A university investigation several years ago eventually found that Wyn Ellis was, indeed, correct: Supachai Lorlowhakarn, a director of a Thai agency involved in intellectual property rights, had plagiarized 80% of his thesis about asparagus cultivation from other sources. In 2012, Times Higher Education reported that Supachai Lorlowhakarn lost his doctorate degree.
immigration officials showed him a 2009 letter in which Supachai describes him as a “danger to Thai society”.
Yesterday, he was freed:
Pleased to report that I am now out of custody and back in my in my home in Bangkok Yessss!! Pls send pics.
— Wyn Ellis (@WynBkk) September 7, 2015
The BBC posted some background on the case:
In 2008, Dr Ellis, who is originally from Swansea, spotted a dissertation on promoting organic agricultural products, in particular asparagus, that seemed familiar.
On reading it, he realised a lot of it had been copied from a report on a year-long study he had conducted for Thailand’s International Trade Centre two years earlier.
On further investigation he realised that nearly all of the dissertation had been copied from other sources; only in 14 pages out of 161, he says, could he not find clear evidence of plagiarism.
The dissertation had been submitted by Supachai Lorlowhakarn – director of Thailand’s National Innovation Agency (NIA), an organisation that promises to promote and protect intellectual property – for his PhD at Thailand’s elite Chulalongkorn University.
Ellis has also called for the retraction of a 2008 paper based on Supachai Lorlowhakarn’s thesis, published in the Thai Journal of Agricultural Science.
We received a statement from Ellis, who told us he was “treated well” during his detention:
My detention last week at Bangkok International Airport was instigated by a letter from Thailand’s National Innovation Agency (headed by Supachai) to the Immigration Department on 1 December 2009. The letter requested I be blacklisted as a “danger to Thai society.” However, I only became aware of this last Thursday on presentation of my UK passport at Thai Immigration.
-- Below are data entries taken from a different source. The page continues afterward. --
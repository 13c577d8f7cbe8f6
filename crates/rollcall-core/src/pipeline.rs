//! End-to-end flows composed from the recognizer, codec, matcher and store.
//!
//! None of these write anything until the recognizer has produced every
//! vector it was asked for, so a failed detection leaves no partial state.

use serde::Serialize;
use uuid::Uuid;

use crate::{
  Error,
  attendance::{AttendanceRecord, AttendanceSession, SessionState},
  embedding::{self, Embedding, MAX_SAMPLES},
  enrollment::{CaptureOutcome, EnrollmentStatus},
  error::DomainError,
  matcher::{Matcher, CosineMatcher, Threshold},
  person::Person,
  recognizer::FaceRecognizer,
  store::AttendanceStore,
};

// ─── Verification ────────────────────────────────────────────────────────────

/// Outcome of matching a captured face against a session's cohort.
///
/// Both vectors are always returned so thresholds can be audited offline.
#[derive(Debug, Clone, Serialize)]
pub struct Verification {
  pub matched:           bool,
  /// The identified person; only set when `matched`.
  pub person:            Option<Person>,
  /// Best similarity found; `None` when nobody in the cohort is enrolled.
  pub confidence:        Option<f32>,
  pub message:           String,
  pub probe:             Embedding,
  /// Aggregated identity of the best candidate, accepted or not.
  pub matched_embedding: Option<Embedding>,
  /// The attendance record written for an accepted match.
  pub record:            Option<AttendanceRecord>,
}

/// Identify the face in `image` among the session's cohort and, when the best
/// candidate clears `threshold`, mark them present.
pub async fn verify<S, R>(
  store: &S,
  recognizer: &R,
  threshold: Threshold,
  session_id: Uuid,
  image: &[u8],
) -> Result<Verification, S::Error>
where
  S: AttendanceStore,
  R: FaceRecognizer,
{
  let session = store
    .get_session(session_id)
    .await?
    .ok_or_else(|| Error::not_found("session", session_id))?;
  // Checked again by the recorder; this only spares the recognizer a call.
  if session.state() == SessionState::Closed {
    return Err(Error::InvalidState(format!("session {session_id} is closed")).into());
  }

  let probe = recognizer.detect_and_embed(image).await.map_err(Error::from)?;

  let mut people = Vec::new();
  let mut candidates = Vec::new();
  for (person, identity) in store.cohort_identities(session.offering_id).await? {
    match embedding::aggregate(&identity.token) {
      Ok(vector) => {
        candidates.push((people.len(), vector));
        people.push(person);
      }
      Err(e) => tracing::warn!(
        person_id = %person.person_id,
        error = %e,
        "skipping unreadable face identity"
      ),
    }
  }

  if candidates.is_empty() {
    return Ok(Verification {
      matched:           false,
      person:            None,
      confidence:        None,
      message:           "No registered faces for this class yet.".into(),
      probe,
      matched_embedding: None,
      record:            None,
    });
  }

  let best = CosineMatcher.best_match(&probe, &candidates);
  let matched_embedding = best.id.map(|idx| candidates[idx].1.clone());

  let accepted = match best.id {
    Some(idx) if threshold.accepts(best.score) => Some(idx),
    _ => None,
  };

  let Some(idx) = accepted else {
    tracing::debug!(
      %session_id,
      score = best.score,
      threshold = threshold.0,
      "face not recognized"
    );
    return Ok(Verification {
      matched: false,
      person: None,
      confidence: Some(best.score),
      message: "Face not recognized. Try again or enroll the student.".into(),
      probe,
      matched_embedding,
      record: None,
    });
  };

  let person = people.swap_remove(idx);
  let rounded = (best.score * 1000.0).round() / 1000.0;
  let record = store
    .record_detection(session_id, person.external_id.clone(), Some(rounded))
    .await?;

  tracing::info!(
    %session_id,
    person_id = %person.person_id,
    score = best.score,
    "attendance logged via face verification"
  );

  Ok(Verification {
    matched: true,
    person: Some(person),
    confidence: Some(best.score),
    message: "Attendance logged via face verification.".into(),
    probe,
    matched_embedding,
    record: Some(record),
  })
}

// ─── Enrollment ──────────────────────────────────────────────────────────────

/// Embed each image and enroll the person, or queue a replacement if they are
/// already enrolled. The first image doubles as the review preview.
pub async fn capture<S, R>(
  store: &S,
  recognizer: &R,
  person_id: Uuid,
  images: &[Vec<u8>],
) -> Result<CaptureOutcome, S::Error>
where
  S: AttendanceStore,
  R: FaceRecognizer,
{
  let Some(preview) = images.first() else {
    return Err(Error::InvalidInput("provide at least one image".into()).into());
  };

  let mut samples = Vec::with_capacity(images.len().min(MAX_SAMPLES));
  for image in images.iter().take(MAX_SAMPLES) {
    samples.push(recognizer.detect_and_embed(image).await.map_err(Error::from)?);
  }

  let outcome = store
    .capture_enrollment(person_id, samples, preview.clone())
    .await?;

  match &outcome {
    CaptureOutcome::Enrolled { samples } => {
      tracing::info!(%person_id, samples, "face enrolled")
    }
    CaptureOutcome::Queued { request_id } => {
      tracing::info!(%person_id, %request_id, "face update queued for approval")
    }
  }

  Ok(outcome)
}

pub async fn enrollment_status<S>(
  store: &S,
  person_id: Uuid,
) -> Result<EnrollmentStatus, S::Error>
where
  S: AttendanceStore,
{
  store
    .get_person(person_id)
    .await?
    .ok_or_else(|| Error::not_found("person", person_id))?;

  let samples = store
    .get_identity(person_id)
    .await?
    .map(|identity| identity.sample_count)
    .unwrap_or(0);
  let pending = store.pending_request(person_id).await?.is_some();

  Ok(EnrollmentStatus {
    enrolled: samples > 0,
    samples,
    complete: samples as usize >= MAX_SAMPLES,
    pending,
  })
}

// ─── Sessions ────────────────────────────────────────────────────────────────

/// Result of [`start_or_resume`].
#[derive(Debug, Clone, Serialize)]
pub struct SessionStart {
  pub session: AttendanceSession,
  /// `true` when an already-active session was returned instead.
  pub resumed: bool,
}

/// Start the next session of an offering, or hand back the one already
/// running.
pub async fn start_or_resume<S>(
  store: &S,
  offering_id: Uuid,
) -> Result<SessionStart, S::Error>
where
  S: AttendanceStore,
{
  let conflict = match store.start_session(offering_id).await {
    Ok(session) => return Ok(SessionStart { session, resumed: false }),
    Err(e) if matches!(e.domain(), Some(Error::Conflict(_))) => e,
    Err(e) => return Err(e),
  };

  match store.active_session(offering_id).await? {
    Some(session) => Ok(SessionStart { session, resumed: true }),
    // Closed between the two calls; nothing left to resume.
    None => Err(conflict),
  }
}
At my request, the new NIA Director, Dr Pun-Arj Chairatana, immediately issued a letter retracting the original complaint, but the authorities were unable to act to remove my name from the blacklist and release me until 9pm yesterday.
I was treated well by the Immigration Department, who well understood the blacklisting as the result of a personal vendetta. I was held in an airside holding room along with up to 25 other detainees. Whilst certainly not abundant in creature comforts, at least we were able to use our phones and laptops. The staff seemed as delighted as I when the good news finally broke.
However, there has been no other statement or apology from the National Innovation Agency.